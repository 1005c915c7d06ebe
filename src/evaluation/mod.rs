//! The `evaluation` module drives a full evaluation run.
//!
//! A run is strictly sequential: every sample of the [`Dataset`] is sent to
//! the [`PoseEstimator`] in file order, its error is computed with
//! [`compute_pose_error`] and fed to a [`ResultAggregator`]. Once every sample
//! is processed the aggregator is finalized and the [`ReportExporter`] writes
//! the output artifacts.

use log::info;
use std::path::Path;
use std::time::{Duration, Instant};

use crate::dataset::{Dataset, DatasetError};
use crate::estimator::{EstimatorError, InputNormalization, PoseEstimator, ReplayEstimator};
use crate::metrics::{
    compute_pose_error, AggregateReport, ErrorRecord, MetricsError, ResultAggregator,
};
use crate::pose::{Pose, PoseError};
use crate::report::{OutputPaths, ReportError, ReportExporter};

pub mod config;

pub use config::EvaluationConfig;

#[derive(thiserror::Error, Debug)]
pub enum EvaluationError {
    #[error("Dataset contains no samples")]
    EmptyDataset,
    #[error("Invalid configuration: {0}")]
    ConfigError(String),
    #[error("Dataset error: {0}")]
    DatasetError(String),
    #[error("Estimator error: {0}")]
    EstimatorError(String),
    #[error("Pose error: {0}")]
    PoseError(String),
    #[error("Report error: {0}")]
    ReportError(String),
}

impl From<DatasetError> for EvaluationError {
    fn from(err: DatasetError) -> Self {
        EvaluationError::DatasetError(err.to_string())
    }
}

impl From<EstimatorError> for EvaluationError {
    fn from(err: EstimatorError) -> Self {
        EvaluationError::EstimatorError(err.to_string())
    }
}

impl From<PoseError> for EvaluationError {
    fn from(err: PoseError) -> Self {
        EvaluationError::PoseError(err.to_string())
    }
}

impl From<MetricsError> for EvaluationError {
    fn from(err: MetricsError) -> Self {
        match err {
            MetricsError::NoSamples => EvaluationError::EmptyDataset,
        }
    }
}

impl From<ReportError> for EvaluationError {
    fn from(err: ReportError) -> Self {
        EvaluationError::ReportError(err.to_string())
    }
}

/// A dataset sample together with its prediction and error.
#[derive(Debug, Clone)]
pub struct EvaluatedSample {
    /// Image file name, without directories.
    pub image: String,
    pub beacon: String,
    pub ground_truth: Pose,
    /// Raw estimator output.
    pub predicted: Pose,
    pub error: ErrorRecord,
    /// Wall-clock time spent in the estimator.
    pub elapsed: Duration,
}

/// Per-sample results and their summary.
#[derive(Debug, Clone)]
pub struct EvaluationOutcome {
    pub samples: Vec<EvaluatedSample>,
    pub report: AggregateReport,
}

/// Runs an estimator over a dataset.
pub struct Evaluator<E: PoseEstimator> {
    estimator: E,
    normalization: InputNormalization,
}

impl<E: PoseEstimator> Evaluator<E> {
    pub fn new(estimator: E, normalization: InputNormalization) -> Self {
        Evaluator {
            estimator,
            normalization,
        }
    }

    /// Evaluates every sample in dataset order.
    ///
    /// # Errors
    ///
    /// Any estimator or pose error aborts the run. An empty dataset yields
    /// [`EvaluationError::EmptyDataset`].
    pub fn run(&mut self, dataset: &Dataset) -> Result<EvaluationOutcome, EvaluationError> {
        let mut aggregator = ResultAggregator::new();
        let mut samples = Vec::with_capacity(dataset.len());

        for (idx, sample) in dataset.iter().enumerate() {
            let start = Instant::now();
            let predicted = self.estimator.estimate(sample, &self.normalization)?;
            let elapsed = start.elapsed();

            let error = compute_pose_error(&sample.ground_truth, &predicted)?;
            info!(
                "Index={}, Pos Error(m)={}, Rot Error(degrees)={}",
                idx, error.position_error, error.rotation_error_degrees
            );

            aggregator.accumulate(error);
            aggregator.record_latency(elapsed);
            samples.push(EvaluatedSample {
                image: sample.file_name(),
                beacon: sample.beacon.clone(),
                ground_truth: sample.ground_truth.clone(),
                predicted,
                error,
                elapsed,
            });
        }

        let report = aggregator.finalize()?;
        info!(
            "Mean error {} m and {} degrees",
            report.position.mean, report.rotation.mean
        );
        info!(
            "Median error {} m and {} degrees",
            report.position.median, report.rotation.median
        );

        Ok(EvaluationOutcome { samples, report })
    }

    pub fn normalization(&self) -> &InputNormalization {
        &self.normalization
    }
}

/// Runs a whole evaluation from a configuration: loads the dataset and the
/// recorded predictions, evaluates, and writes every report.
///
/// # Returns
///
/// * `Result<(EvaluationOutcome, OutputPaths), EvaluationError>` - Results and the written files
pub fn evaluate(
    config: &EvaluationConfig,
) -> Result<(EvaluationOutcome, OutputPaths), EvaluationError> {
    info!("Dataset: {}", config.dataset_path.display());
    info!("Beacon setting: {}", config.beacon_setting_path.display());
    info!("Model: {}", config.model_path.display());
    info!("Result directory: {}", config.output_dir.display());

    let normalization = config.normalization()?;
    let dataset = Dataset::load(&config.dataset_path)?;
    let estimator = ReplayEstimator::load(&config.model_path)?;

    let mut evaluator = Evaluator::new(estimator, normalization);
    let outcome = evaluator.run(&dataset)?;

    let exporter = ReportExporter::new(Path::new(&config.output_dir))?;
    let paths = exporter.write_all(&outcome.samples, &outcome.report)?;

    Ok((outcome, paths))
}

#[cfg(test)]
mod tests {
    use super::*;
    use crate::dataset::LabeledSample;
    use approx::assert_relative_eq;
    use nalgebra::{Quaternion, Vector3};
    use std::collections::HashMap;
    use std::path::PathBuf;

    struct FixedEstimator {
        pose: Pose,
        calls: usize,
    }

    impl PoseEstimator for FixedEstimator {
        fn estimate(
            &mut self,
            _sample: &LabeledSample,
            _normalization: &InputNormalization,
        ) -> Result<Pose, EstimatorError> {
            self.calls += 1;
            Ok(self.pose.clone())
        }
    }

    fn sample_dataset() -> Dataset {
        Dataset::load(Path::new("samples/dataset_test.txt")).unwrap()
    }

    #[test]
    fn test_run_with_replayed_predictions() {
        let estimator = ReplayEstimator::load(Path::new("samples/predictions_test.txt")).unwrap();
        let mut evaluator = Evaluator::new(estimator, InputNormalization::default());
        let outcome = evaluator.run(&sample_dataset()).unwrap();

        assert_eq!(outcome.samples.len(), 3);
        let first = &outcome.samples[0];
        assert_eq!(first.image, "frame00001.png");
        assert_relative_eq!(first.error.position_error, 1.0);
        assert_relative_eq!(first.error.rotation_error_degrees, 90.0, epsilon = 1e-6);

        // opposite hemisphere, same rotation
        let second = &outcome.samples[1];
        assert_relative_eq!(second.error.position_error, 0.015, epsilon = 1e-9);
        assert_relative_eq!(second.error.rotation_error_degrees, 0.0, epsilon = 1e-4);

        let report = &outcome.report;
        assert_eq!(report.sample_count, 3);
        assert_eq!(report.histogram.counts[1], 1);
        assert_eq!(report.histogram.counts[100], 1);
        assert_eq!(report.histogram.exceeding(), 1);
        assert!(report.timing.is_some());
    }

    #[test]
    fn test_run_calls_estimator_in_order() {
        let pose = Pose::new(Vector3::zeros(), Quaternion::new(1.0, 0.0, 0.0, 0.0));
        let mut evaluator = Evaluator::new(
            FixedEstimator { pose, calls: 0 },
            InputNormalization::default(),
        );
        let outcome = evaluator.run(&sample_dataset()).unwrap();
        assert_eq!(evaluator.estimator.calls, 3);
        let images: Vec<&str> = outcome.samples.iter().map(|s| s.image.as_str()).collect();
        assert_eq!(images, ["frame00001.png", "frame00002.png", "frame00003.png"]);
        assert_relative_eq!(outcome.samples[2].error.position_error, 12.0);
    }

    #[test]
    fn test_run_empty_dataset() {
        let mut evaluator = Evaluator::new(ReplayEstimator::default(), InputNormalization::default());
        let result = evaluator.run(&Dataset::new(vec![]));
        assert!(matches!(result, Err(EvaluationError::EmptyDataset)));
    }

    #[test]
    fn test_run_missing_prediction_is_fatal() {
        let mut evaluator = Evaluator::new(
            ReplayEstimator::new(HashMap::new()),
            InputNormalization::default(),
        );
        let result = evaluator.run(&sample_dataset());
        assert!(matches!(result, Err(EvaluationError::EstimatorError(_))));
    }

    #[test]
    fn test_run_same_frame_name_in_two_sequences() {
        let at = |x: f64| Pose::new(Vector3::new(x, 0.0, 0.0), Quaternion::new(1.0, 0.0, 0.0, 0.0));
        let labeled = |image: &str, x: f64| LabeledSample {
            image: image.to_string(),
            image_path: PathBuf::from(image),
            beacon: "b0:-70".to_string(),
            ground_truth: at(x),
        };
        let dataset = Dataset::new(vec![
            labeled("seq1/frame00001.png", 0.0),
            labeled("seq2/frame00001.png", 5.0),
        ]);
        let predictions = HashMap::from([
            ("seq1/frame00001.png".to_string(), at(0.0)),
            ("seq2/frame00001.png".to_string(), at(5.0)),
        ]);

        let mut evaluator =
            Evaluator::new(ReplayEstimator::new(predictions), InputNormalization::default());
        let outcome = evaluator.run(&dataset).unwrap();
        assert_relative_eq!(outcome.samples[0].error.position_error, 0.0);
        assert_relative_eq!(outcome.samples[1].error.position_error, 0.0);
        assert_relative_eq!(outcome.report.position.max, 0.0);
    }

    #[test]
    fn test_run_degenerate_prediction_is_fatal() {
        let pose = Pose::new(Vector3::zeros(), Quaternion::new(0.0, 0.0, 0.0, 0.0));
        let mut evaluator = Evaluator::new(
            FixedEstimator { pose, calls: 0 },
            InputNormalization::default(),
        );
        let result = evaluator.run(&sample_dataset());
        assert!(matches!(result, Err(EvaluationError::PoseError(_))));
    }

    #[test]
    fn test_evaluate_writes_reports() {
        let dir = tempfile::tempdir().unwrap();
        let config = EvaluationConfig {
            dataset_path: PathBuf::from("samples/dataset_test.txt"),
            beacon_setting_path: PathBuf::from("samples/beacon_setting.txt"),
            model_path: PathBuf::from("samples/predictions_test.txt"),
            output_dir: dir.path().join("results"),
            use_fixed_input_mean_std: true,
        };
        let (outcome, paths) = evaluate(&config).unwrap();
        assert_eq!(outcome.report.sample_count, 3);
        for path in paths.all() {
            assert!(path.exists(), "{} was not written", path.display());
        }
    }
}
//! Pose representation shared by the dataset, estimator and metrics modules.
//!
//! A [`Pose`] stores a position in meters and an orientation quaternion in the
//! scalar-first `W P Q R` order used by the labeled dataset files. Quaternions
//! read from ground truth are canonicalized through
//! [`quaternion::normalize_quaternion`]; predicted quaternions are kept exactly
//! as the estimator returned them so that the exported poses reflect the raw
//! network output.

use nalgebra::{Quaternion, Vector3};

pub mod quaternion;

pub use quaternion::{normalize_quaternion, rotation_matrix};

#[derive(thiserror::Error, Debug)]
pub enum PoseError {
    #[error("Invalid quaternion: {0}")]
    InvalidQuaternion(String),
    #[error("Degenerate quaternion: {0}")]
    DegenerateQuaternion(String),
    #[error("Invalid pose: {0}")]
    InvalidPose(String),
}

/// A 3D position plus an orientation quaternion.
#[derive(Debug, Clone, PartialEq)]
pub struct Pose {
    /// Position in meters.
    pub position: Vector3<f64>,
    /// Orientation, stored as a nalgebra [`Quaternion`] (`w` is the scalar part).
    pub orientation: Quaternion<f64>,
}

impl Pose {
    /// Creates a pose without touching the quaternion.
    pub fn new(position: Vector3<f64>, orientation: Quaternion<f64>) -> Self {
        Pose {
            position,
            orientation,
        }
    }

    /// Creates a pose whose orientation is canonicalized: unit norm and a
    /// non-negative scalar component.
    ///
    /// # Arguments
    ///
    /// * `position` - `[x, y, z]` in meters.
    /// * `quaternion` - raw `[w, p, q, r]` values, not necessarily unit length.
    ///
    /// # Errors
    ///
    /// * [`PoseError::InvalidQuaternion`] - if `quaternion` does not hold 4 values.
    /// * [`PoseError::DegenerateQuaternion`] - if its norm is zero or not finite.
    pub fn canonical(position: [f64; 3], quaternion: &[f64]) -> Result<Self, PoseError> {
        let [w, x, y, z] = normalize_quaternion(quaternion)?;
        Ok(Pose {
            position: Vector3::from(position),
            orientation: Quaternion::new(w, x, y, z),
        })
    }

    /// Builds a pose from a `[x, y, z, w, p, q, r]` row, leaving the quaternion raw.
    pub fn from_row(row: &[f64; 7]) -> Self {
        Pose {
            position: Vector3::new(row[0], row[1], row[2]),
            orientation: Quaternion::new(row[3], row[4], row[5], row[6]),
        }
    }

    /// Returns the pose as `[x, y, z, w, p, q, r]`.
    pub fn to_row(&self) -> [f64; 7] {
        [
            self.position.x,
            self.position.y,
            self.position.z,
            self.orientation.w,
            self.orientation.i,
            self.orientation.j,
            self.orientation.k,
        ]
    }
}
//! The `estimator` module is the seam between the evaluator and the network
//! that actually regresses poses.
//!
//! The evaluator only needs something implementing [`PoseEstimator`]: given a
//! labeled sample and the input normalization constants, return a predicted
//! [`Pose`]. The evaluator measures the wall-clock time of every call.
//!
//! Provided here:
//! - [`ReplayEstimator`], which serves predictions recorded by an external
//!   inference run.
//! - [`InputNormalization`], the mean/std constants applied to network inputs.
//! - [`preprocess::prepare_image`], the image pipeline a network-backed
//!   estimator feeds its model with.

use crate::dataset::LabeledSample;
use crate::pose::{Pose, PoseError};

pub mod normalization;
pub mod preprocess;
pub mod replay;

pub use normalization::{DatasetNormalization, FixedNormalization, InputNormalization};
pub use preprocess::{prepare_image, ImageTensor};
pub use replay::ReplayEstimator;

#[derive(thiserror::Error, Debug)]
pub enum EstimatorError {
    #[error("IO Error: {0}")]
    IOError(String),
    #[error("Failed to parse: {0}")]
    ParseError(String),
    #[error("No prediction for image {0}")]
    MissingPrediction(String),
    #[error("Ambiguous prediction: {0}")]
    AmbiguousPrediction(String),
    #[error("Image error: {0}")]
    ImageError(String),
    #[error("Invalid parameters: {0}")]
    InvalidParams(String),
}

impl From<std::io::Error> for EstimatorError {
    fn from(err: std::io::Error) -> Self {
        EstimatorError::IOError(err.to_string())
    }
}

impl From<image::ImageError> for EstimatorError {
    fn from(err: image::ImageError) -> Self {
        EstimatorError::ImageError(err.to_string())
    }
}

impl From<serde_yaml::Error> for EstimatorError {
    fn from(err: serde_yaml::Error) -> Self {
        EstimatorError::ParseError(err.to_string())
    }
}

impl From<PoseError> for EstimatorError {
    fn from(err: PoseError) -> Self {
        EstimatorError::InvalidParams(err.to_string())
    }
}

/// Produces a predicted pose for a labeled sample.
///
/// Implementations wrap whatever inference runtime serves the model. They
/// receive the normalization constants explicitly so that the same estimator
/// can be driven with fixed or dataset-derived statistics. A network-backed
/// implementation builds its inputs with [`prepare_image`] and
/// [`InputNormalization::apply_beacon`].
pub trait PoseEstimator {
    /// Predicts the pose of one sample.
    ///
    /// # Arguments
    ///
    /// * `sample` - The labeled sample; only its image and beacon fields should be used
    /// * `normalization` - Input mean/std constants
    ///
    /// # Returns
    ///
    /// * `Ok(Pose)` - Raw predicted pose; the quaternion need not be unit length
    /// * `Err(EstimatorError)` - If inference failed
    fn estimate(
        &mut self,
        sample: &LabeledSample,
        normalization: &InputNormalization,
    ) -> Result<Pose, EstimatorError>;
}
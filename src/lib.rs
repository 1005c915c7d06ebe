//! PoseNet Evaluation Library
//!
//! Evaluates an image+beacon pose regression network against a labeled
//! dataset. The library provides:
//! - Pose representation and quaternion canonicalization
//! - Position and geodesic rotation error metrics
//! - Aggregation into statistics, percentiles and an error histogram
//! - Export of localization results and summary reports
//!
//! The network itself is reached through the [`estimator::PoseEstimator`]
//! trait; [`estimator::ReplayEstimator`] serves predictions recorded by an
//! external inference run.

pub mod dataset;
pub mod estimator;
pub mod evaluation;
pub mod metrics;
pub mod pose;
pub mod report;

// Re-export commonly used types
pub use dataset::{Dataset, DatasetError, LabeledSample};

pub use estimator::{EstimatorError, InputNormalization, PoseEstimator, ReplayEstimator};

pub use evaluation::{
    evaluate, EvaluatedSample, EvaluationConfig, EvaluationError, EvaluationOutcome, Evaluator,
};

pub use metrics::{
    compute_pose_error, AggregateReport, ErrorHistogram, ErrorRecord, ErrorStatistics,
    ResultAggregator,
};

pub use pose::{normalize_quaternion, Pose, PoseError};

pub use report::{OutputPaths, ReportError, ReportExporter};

Work item – A single figure is the whole answer: the number of lines in the material above that contain "backed".

Answer to the exercise – 2